Can we use ChatGPT as a quant strategist?

For this month’s article, I will focus on asking ChatGPT to be a quant for us.

This is probably something many readers have already read everywhere. However, the process followed here will be new, as it is based on my specific backtesting framework in Python. ChatGPT will have to first come up with an ETF strategy, and then work on its optimization by interacting with the backtesting framework. Moreover, we will consider the final result of this exercise as one of the portfolios to monitor in our monthly update.

The setup for any strategy we want to develop must be structured in modules. Modules can include:

Trading signal: when should we buy or sell, and some intensity (e.g. for value, our current estimate of the future value of the stock or ETF).
Asset allocation: given the signal, how to allocate our securities by following the direction and, potentially, intensity of the signal.
Risk management: how to control for risk, including specific targets (e.g. reducing volatility or drawdowns, stop losses).
Execution management: in what way should we reach our target allocation (many orders or a few big ones, order types, etc.).

We will backtest the implementation of all the suggestions our tool will make, and we will ask it what to do about them if there is anything to improve or review.

Initial test: a portfolio to hold

Before proceeding with a full-fledged systematic strategy, I asked ChatGPT to produce a portfolio that would have been performing well in 2021. These are the weights and securities it suggested:

The backtested performance was just great in 2021, as the following equity line plot shows:

The return was 13.9% over the year, with a standard deviation of just 0.6%. The total Sharpe was around 21!
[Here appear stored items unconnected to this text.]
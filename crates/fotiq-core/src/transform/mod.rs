//! Transform pipeline: edit state, uniform packing, evaluation, and rendering.

pub mod evaluate;
pub mod params;
pub mod render;
pub mod uniforms;
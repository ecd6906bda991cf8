//! wgpu implementation of [`RenderBackend`].

use std::sync::Arc;

use fotiq_core::config::EngineConfig;
use fotiq_core::error::{EngineError, Result};
use fotiq_core::image::{BitDepth, LinearImage};
use fotiq_core::scopes::{HistogramData, histogram};
use fotiq_core::transform::params::AdjustmentState;
use fotiq_core::transform::render::{RenderBackend, check_target_size};
use fotiq_core::transform::uniforms::{OutputMode, RenderUniforms};

use crate::adjust_pass::AdjustPass;
use crate::buffers::{CurveTexture, GpuImage, check_fits};
use crate::context::GpuContext;
use crate::histogram_pass::HistogramPass;
use crate::readback::Readback;

struct LoadedSource {
    image: GpuImage,
    bit_depth: BitDepth,
    /// Histogram served before the first render.
    histogram: HistogramData,
}

/// Renders adjustment states with compute passes on a wgpu device.
///
/// Every render runs the adjustment pass, the histogram pass and the
/// readback copies in one submission, then blocks until the results are
/// mapped.
pub struct GpuRenderer {
    device: Arc<wgpu::Device>,
    queue: Arc<wgpu::Queue>,
    config: EngineConfig,
    adjust: AdjustPass,
    histogram: HistogramPass,
    curve: CurveTexture,
    readback: Readback,
    source: Option<LoadedSource>,
    /// Reused while consecutive renders keep the same size.
    target: Option<GpuImage>,
    frame_histogram: Option<HistogramData>,
    output_mode: OutputMode,
}

impl GpuRenderer {
    pub fn new(device: Arc<wgpu::Device>, queue: Arc<wgpu::Queue>, config: EngineConfig) -> Self {
        let adjust = AdjustPass::new(&device);
        let histogram = HistogramPass::new(&device);
        let curve = CurveTexture::new(&device, &queue);
        Self {
            device,
            queue,
            config: config.sanitized(),
            adjust,
            histogram,
            curve,
            readback: Readback::default(),
            source: None,
            target: None,
            frame_histogram: None,
            output_mode: OutputMode::Normal,
        }
    }

    pub fn from_context(context: &GpuContext, config: EngineConfig) -> Self {
        Self::new(Arc::clone(&context.device), Arc::clone(&context.queue), config)
    }

    /// Largest width or height this renderer accepts: the configured limit or
    /// the device's 2D texture limit, whichever is smaller.
    pub fn max_dimension(&self) -> u32 {
        self.config
            .max_render_dimension
            .min(self.device.limits().max_texture_dimension_2d)
    }

    fn check_size(&self, width: u32, height: u32) -> Result<()> {
        check_target_size(width, height, self.max_dimension())?;
        check_fits(&self.device, width, height)?;
        Ok(())
    }

    fn ensure_target(&mut self, width: u32, height: u32) {
        if self.target.as_ref().is_some_and(|t| t.size() == [width, height]) {
            return;
        }
        tracing::debug!(width, height, "allocating render target");
        self.target = Some(GpuImage::create_output(&self.device, width, height));
    }

    /// Grade into the target and read back the pixels with their histogram.
    fn draw(
        &mut self,
        state: &AdjustmentState,
        width: u32,
        height: u32,
    ) -> Result<(LinearImage, HistogramData)> {
        let (source_size, bit_depth) = match &self.source {
            Some(s) => (s.image.size(), s.bit_depth),
            None => return Err(EngineError::NoSourceImage),
        };
        self.check_size(width, height)?;

        let start = std::time::Instant::now();
        let uniforms = RenderUniforms::from_state(state, source_size, [width, height], self.output_mode);
        if uniforms.has_curve != 0 {
            self.curve.write(&self.queue, state.tone_curve().lut());
        }

        self.ensure_target(width, height);
        let (Some(source), Some(target)) = (&self.source, &self.target) else {
            return Err(EngineError::NoSourceImage);
        };

        let mut encoder = self
            .device
            .create_command_encoder(&wgpu::CommandEncoderDescriptor {
                label: Some("fotiq_render_encoder"),
            });
        self.adjust.encode(
            &self.device,
            &self.queue,
            &mut encoder,
            &source.image,
            &self.curve,
            target,
            &uniforms,
        );
        self.histogram
            .encode(&self.device, &self.queue, &mut encoder, target);
        self.readback
            .encode(&self.device, &mut encoder, target, &self.histogram.bins);
        self.queue.submit(std::iter::once(encoder.finish()));

        let (frame, histogram) = self
            .readback
            .read(&self.device, width, height, bit_depth)?;
        tracing::debug!(width, height, elapsed = ?start.elapsed(), "gpu render complete");
        Ok((frame, histogram))
    }
}

impl RenderBackend for GpuRenderer {
    fn load_image(&mut self, image: LinearImage) -> Result<()> {
        self.check_size(image.width, image.height)?;
        if image.pixels.len() != image.width as usize * image.height as usize {
            return Err(EngineError::UnsupportedInput(format!(
                "{} pixels do not fill {}x{}",
                image.pixels.len(),
                image.width,
                image.height
            )));
        }
        tracing::info!(
            width = image.width,
            height = image.height,
            "uploading source image"
        );
        self.source = Some(LoadedSource {
            image: GpuImage::upload(&self.device, &image),
            bit_depth: image.source_bit_depth,
            histogram: histogram::compute(&image),
        });
        self.frame_histogram = None;
        Ok(())
    }

    fn source_size(&self) -> Option<[u32; 2]> {
        self.source.as_ref().map(|s| s.image.size())
    }

    fn set_output_mode(&mut self, mode: OutputMode) {
        self.output_mode = mode;
    }

    fn render(&mut self, state: &AdjustmentState) -> Result<LinearImage> {
        let [width, height] = self.source_size().ok_or(EngineError::NoSourceImage)?;
        let (frame, histogram) = self.draw(state, width, height)?;
        self.frame_histogram = Some(histogram);
        Ok(frame)
    }

    fn render_scaled(
        &mut self,
        state: &AdjustmentState,
        width: u32,
        height: u32,
    ) -> Result<LinearImage> {
        let (frame, _) = self.draw(state, width, height)?;
        Ok(frame)
    }

    fn histogram(&self) -> Result<HistogramData> {
        self.frame_histogram
            .as_ref()
            .or(self.source.as_ref().map(|s| &s.histogram))
            .cloned()
            .ok_or(EngineError::NoSourceImage)
    }
}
But this is what we call overfitting in quant finance. Of course, if I ask a model (or ChatGPT) to select the best fund holdings in 2021, this is expected. But what would have been the performance in 2022?

Return was -15.33%, volatility around 1% and Sharpe -15.24. Not that attractive anymore…

At this point, we need another solution, so I asked ChatGPT to develop an end-to-end strategy from scratch, as described above.

Trading signal and asset allocation

On this topic, after some prompting, ChatGPT seems to have a clear preference: we should try to use momentum. Nothing special, although it is a solid idea (we verified in our previous article how well it works in stocks).

Nevertheless, we also know that momentum can suffer in market downturns, so we will definitely need to add a risk management layer to it.

Additionally, we need to know what securities we would be trading. Here is its reply:

I coded the systematic strategy suggested by the AI. The allocation module is basically a ranked-momentum asset allocation, with a rebalancing frequency of a quarter. Using data from Yahoo, I could easily run all this in my backtester. We will compare the performance with a benchmark, which would be SPY, although it is only for reference, as we should not expect to outperform it if we are not investing 100% in equities.

The results did not disappoint. Here is the performance of the mentioned strategy compared against SPY:

The return of the portfolio was around 5.5% annualized, and risk 17.1%, with a Sharpe of 0.32. This sounds less like an overfitting than the previous strategy, as it was not the result of some specific performance target. However, we see a long-lasting drawdown in 2022, which leads to a maximum drawdown of 28.83%.

Although we need to keep in mind that the strategy is long-only, it seems like we can do better on the risk profile. So I asked ChatGPT how to improve the strategy with regards to drawdown, for example.

After some back and forth, the tool suggested using a rolling drawdown logic:

I asked what would have been the ideal threshold, and it proposed testing with 20%. It was simply a disaster. Here is the chart:

Stopping an ETF completely due to its drawdown is an own goal, as the concentration of our portfolio increases. At some point, due to the bad performance every ETF had in 2022, we had 100% of our investment in a single ETF, the one that reached -20% (on a yearly basis) later than the others (LQD, the investment-grade bond ETF).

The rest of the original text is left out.